Collecties

Leerdoelen

Na het bestuderen van dit hoofdstuk wordt van je verwacht dat je:

  • weet hoe je een ArrayList maakt en gebruikt
  • de for-each lus kent
  • uitvoer kunt formatteren met String.format() en printf()

In dit hoofdstuk leer je werken met de klasse ArrayList. In een ArrayList kun je objecten opbergen. Een ArrayList is een stuk flexibeler dan een array omdat je er objecten bij kunt doen en er weer uit kan halen met de opdrachten add(object) en remove(object).
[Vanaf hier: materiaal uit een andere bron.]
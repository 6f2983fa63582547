//! Kind-routed event handlers.

use crate::bus::RelayEvent;
use crate::error::Result;
use std::any::Any;
use std::collections::HashMap;
use std::panic::{AssertUnwindSafe, catch_unwind};
use std::sync::{Arc, PoisonError, RwLock};
use tracing::{debug, warn};

/// Callback type for handling received events.
pub type EventHandler = Arc<dyn Fn(&RelayEvent) -> Result<()> + Send + Sync>;

/// Ordered handler lists keyed by event kind.
///
/// Lists are replaced wholesale on every change, so a dispatch that already
/// took its snapshot keeps running against the list it saw.
#[derive(Default)]
pub struct HandlerRegistry {
    handlers: RwLock<HashMap<u16, Arc<[EventHandler]>>>,
}

impl HandlerRegistry {
    pub fn new() -> Self {
        Self::default()
    }

    pub fn register(&self, kind: u16, handler: EventHandler) {
        let mut handlers = self.handlers.write().unwrap_or_else(PoisonError::into_inner);
        let mut updated: Vec<EventHandler> = handlers
            .get(&kind)
            .map(|existing| existing.to_vec())
            .unwrap_or_default();
        updated.push(handler);
        handlers.insert(kind, updated.into());
    }

    /// Remove every handler for `kind`. Returns how many were removed.
    pub fn remove_kind(&self, kind: u16) -> usize {
        self.handlers
            .write()
            .unwrap_or_else(PoisonError::into_inner)
            .remove(&kind)
            .map_or(0, |removed| removed.len())
    }

    /// Remove one registration of `handler` (same `Arc`) for `kind`.
    pub fn remove_instance(&self, kind: u16, handler: &EventHandler) -> bool {
        let mut handlers = self.handlers.write().unwrap_or_else(PoisonError::into_inner);
        let Some(existing) = handlers.get(&kind) else {
            return false;
        };
        let Some(position) = existing
            .iter()
            .position(|registered| Arc::ptr_eq(registered, handler))
        else {
            return false;
        };

        let mut updated = existing.to_vec();
        updated.remove(position);
        if updated.is_empty() {
            handlers.remove(&kind);
        } else {
            handlers.insert(kind, updated.into());
        }
        true
    }

    pub fn kinds(&self) -> Vec<u16> {
        let mut kinds: Vec<u16> = self
            .handlers
            .read()
            .unwrap_or_else(PoisonError::into_inner)
            .keys()
            .copied()
            .collect();
        kinds.sort_unstable();
        kinds
    }

    fn snapshot(&self, kind: u16) -> Option<Arc<[EventHandler]>> {
        self.handlers
            .read()
            .unwrap_or_else(PoisonError::into_inner)
            .get(&kind)
            .cloned()
    }

    /// Run every handler registered for the event's kind, in registration order.
    ///
    /// A handler that returns an error or panics is logged and skipped.
    /// Returns the number of handlers that completed successfully.
    pub fn dispatch(&self, relay_event: &RelayEvent) -> usize {
        let kind = relay_event.event.kind;
        let Some(handlers) = self.snapshot(kind) else {
            debug!(
                "no handlers registered for kind {} (event {} from {})",
                kind, relay_event.event.id, relay_event.relay_url
            );
            return 0;
        };

        let mut completed = 0;
        for handler in handlers.iter() {
            match catch_unwind(AssertUnwindSafe(|| handler(relay_event))) {
                Ok(Ok(())) => completed += 1,
                Ok(Err(error)) => warn!(
                    "handler for kind {} failed on event from {}: {}",
                    kind, relay_event.relay_url, error
                ),
                Err(payload) => warn!(
                    "handler for kind {} panicked on event from {}: {}",
                    kind,
                    relay_event.relay_url,
                    panic_message(payload.as_ref())
                ),
            }
        }
        completed
    }
}

fn panic_message(payload: &(dyn Any + Send)) -> &str {
    if let Some(message) = payload.downcast_ref::<&str>() {
        message
    } else if let Some(message) = payload.downcast_ref::<String>() {
        message
    } else {
        "non-string panic payload"
    }
}
//! Single consumer-facing stream of everything the pool accepts from relays.

use nostr::Event;
use std::sync::{Arc, Mutex, PoisonError};
use tokio::sync::mpsc;

/// An event together with the relay and subscription it arrived on.
#[derive(Debug, Clone, PartialEq)]
pub struct RelayEvent {
    pub relay_url: String,
    pub subscription_id: String,
    pub event: Event,
}

/// Item yielded by [`EventStream`].
#[derive(Debug, Clone, PartialEq)]
pub enum PoolNotification {
    Event(RelayEvent),
    EndOfStoredEvents {
        relay_url: String,
        subscription_id: String,
    },
}

impl PoolNotification {
    pub fn relay_url(&self) -> &str {
        match self {
            Self::Event(relay_event) => &relay_event.relay_url,
            Self::EndOfStoredEvents { relay_url, .. } => relay_url,
        }
    }
}

/// Unbounded multi-producer queue feeding [`EventStream`] consumers.
pub struct EventBus {
    sender: Mutex<Option<mpsc::UnboundedSender<PoolNotification>>>,
    receiver: Arc<tokio::sync::Mutex<mpsc::UnboundedReceiver<PoolNotification>>>,
}

impl Default for EventBus {
    fn default() -> Self {
        Self::new()
    }
}

impl EventBus {
    pub fn new() -> Self {
        let (sender, receiver) = mpsc::unbounded_channel();
        Self {
            sender: Mutex::new(Some(sender)),
            receiver: Arc::new(tokio::sync::Mutex::new(receiver)),
        }
    }

    /// Queue a notification. Returns `false` once the bus is closed.
    pub fn push(&self, notification: PoolNotification) -> bool {
        self.sender
            .lock()
            .unwrap_or_else(PoisonError::into_inner)
            .as_ref()
            .is_some_and(|sender| sender.send(notification).is_ok())
    }

    /// Stop accepting notifications. Queued items stay readable.
    pub fn close(&self) {
        self.sender
            .lock()
            .unwrap_or_else(PoisonError::into_inner)
            .take();
    }

    pub fn is_closed(&self) -> bool {
        self.sender
            .lock()
            .unwrap_or_else(PoisonError::into_inner)
            .is_none()
    }

    pub fn stream(&self) -> EventStream {
        EventStream {
            receiver: Arc::clone(&self.receiver),
        }
    }
}

/// Consumer handle on the event bus.
///
/// Clones share one queue: each notification is delivered to exactly one
/// `recv` caller.
#[derive(Clone)]
pub struct EventStream {
    receiver: Arc<tokio::sync::Mutex<mpsc::UnboundedReceiver<PoolNotification>>>,
}

impl EventStream {
    /// Next notification, or `None` once the bus is closed and drained.
    pub async fn recv(&self) -> Option<PoolNotification> {
        self.receiver.lock().await.recv().await
    }

    /// Next notification if one is queued right now.
    ///
    /// Also returns `None` while another clone is parked in
    /// [`EventStream::recv`], even if items are queued.
    pub fn try_recv(&self) -> Option<PoolNotification> {
        self.receiver.try_lock().ok()?.try_recv().ok()
    }
}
//maak een object van type Leerling
Leerling leerling = new Leerling("Pietje", "3c");

//maak een lijst van type Leerling
ArrayList<Leerling> leerlingen = new ArrayList<Leerling>();

//stop leerling in lijst
leerlingen.add(leerling);

//haal hem er weer uit
leerlingen.remove(leerling);

Lijsten kun je doorlopen met een zogenaamde "for-each" opdracht. De volgende twee lussen doen precies hetzelfde, namelijk de namen van de leerlingen uit de lijst afdrukken:

for (int i = 0; i < leerlingen.size(); i++) {
    Leerling leerling = leerlingen.get(i);
    System.out.println(leerling.getNaam());
}

for (Leerling leerling: leerlingen) {
    System.out.println(leerling.getNaam());

De grootte van een ArrayList kun je opvragen met de methode size(). Dit is anders dan de grootte van een array die je met .length opvraagt. In het tweede voorbeeld wordt ieder object in de lijst langs gelopen en tijdelijk leerling genoemd. Let op: leerling is dus steeds een ander object van de lijst! Op het object leerling kunnen de public methoden van de klasse Leerling worden aangeroepen.

Nadeel van een ArrayList is dat je er alleen objecten in mag stoppen en geen primitieven zoals int en double. Om dit nadeel op te lossen heeft java klassen die primitieve waarden als objecten kunnen verpakken. Voorbeelden zijn Integer, Double, Float, Long en Boolean. Let op de hoofdletters!